[Opening RECORDS SUPPLIED section]

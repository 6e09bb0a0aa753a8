//! Support for plain-object formatters generated by `#[derive(Formattable)]`.
//!
//! An object is written as `[ArrayHeader, member count, members...]` with members in declaration
//! order. Tuples and other fixed-arity composites share the same header.

use crate::reader::BufferReader;
use crate::tags::{ARRAY_HEADER, HEADER_LENGTH};
use crate::writer::BufferWriter;
use crate::{Result, ShapeError};

/// Writes the object header for `count` members.
pub fn write_header(writer: &mut BufferWriter<'_>, count: usize) -> Result<()> {
    writer.write_header(ARRAY_HEADER, count)
}

/// Reads an object header and checks it announces exactly `expected` members.
///
/// On mismatch the cursor is left at the header.
pub fn read_header(
    reader: &mut BufferReader<'_>,
    expected: usize,
    type_name: &'static str,
) -> Result<()> {
    let start = reader.position();
    let actual = reader.read_header(ARRAY_HEADER)?;
    if actual != expected {
        reader.rewind(reader.position() - start)?;
        return Err(ShapeError::CountMismatch {
            type_name,
            expected,
            actual,
        }
        .into());
    }
    Ok(())
}

/// Length of the object header.
pub const fn header_length() -> usize {
    HEADER_LENGTH
}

[Closing RECORDS SUPPLIED section]

Only the lines from the one containing "let start = reader.position();" through the end of the records above belong in the output, each exactly as it stands, both ends included.

#### WRITTEN SOLUTION
    let start = reader.position();
    let actual = reader.read_header(ARRAY_HEADER)?;
    if actual != expected {
        reader.rewind(reader.position() - start)?;
        return Err(ShapeError::CountMismatch {
            type_name,
            expected,
            actual,
        }
        .into());
    }
    Ok(())
}

/// Length of the object header.
pub const fn header_length() -> usize {
    HEADER_LENGTH
}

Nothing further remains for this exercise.